*ABOUT THIS TASK:* Whenever a line in the entries below contains "SessionState", copy that line.

(Stored data)
....

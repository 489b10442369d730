//! Table-formatted output for CLI.

use std::path::Path;

use chrono::{Local, Utc};
use colored::*;
use comfy_table::{Cell, Color, ContentArrangement, Table};
use tvlink_core::{CastConfig, Device, DiscoverySource, MediaRequest, SessionEvent, SessionState};

use super::OutputFormatter;

pub struct TableOutput;

impl TableOutput {
    pub fn new() -> Self {
        Self
    }

    fn source_color(source: DiscoverySource) -> Color {
        match source {
            DiscoverySource::Broadcast => Color::Green,
            DiscoverySource::MulticastService => Color::Cyan,
            DiscoverySource::Static => Color::Yellow,
        }
    }

    fn age(device: &Device) -> String {
        let seconds = (Utc::now() - device.last_seen_at).num_seconds().max(0);
        format!("{}s ago", seconds)
    }

    fn state_label(state: &SessionState) -> ColoredString {
        match state {
            SessionState::Idle => "idle".dimmed(),
            SessionState::Connecting => "connecting".yellow(),
            SessionState::Connected => "connected".green().bold(),
            SessionState::Disconnected => "disconnected".dimmed(),
            SessionState::Failed(_) => "failed".red().bold(),
        }
    }
}

impl Default for TableOutput {
    fn default() -> Self {
        Self::new()
    }
}

impl OutputFormatter for TableOutput {
    fn format_devices(&self, devices: &[Device]) -> String {
        if devices.is_empty() {
            return "No devices found.".to_string();
        }

        let mut table = Table::new();
        table.set_content_arrangement(ContentArrangement::Dynamic);
        table.set_header(vec!["Address", "Found Via", "Last Seen", "Age"]);

        for device in devices {
            table.add_row(vec![
                Cell::new(&device.address),
                Cell::new(device.discovered_via.display_name())
                    .fg(Self::source_color(device.discovered_via)),
                Cell::new(
                    device
                        .last_seen_at
                        .with_timezone(&Local)
                        .format("%H:%M:%S")
                        .to_string(),
                ),
                Cell::new(Self::age(device)),
            ]);
        }

        format!("{}\n\nFound {} device(s)", table, devices.len())
    }

    fn format_session_event(&self, event: &SessionEvent) -> String {
        let time = Local::now().format("%H:%M:%S");
        let label = Self::state_label(&event.state);

        match &event.state {
            SessionState::Failed(reason) => format!(
                "[{}] {} #{} {} ({})",
                time.to_string().dimmed(),
                event.address,
                event.attempt,
                label,
                reason
            ),
            _ => format!(
                "[{}] {} #{} {}",
                time.to_string().dimmed(),
                event.address,
                event.attempt,
                label
            ),
        }
    }

    fn format_dispatch(&self, address: &str, request: &MediaRequest) -> String {
        format!("{} {} -> {}", "[OK]".green(), request.reference, address)
    }

    fn format_settings(&self, config: &CastConfig, path: &Path) -> String {
        let mut lines = Vec::new();

        lines.push(format!("Settings: {}", path.display()));
        lines.push(String::new());

        let discovery = &config.discovery;
        lines.push("Discovery:".bold().to_string());
        lines.push(format!("  Strategy:        {:?}", discovery.strategy));
        lines.push(format!(
            "  Broadcast:       {} (port {}, probe {:?}, ack {:?})",
            discovery.broadcast.target(),
            discovery.broadcast.port,
            discovery.broadcast.probe,
            discovery.broadcast.ack
        ));
        if let Some(bind) = discovery.broadcast.bind_address {
            lines.push(format!("  Local address:   {}", bind));
        }
        lines.push(format!("  mDNS service:    {}", discovery.mdns.service_type));
        lines.push(format!(
            "  Static list:     {}",
            discovery.static_addresses.join(", ")
        ));

        lines.push("Registry:".bold().to_string());
        lines.push(format!("  Max age:         {}s", config.registry.max_age_secs));
        lines.push(format!(
            "  Prune interval:  {}ms",
            config.registry.prune_interval_ms
        ));

        lines.push("Session:".bold().to_string());
        lines.push(format!("  Control port:    {}", config.session.control_port));
        lines.push(format!(
            "  Connect timeout: {}ms",
            config.session.connect_timeout_ms
        ));

        lines.push("Media:".bold().to_string());
        lines.push(format!("  Default:         {}", config.media.default_reference));

        lines.join("\n")
    }

    fn format_message(&self, message: &str) -> String {
        message.to_string()
    }

    fn format_error(&self, error: &str) -> String {
        format!("{} {}", "Error:".red().bold(), error)
    }
}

....

*RESPONSE:*
use tvlink_core::{CastConfig, Device, DiscoverySource, MediaRequest, SessionEvent, SessionState};
    fn state_label(state: &SessionState) -> ColoredString {
            SessionState::Idle => "idle".dimmed(),
            SessionState::Connecting => "connecting".yellow(),
            SessionState::Connected => "connected".green().bold(),
            SessionState::Disconnected => "disconnected".dimmed(),
            SessionState::Failed(_) => "failed".red().bold(),
            SessionState::Failed(reason) => format!(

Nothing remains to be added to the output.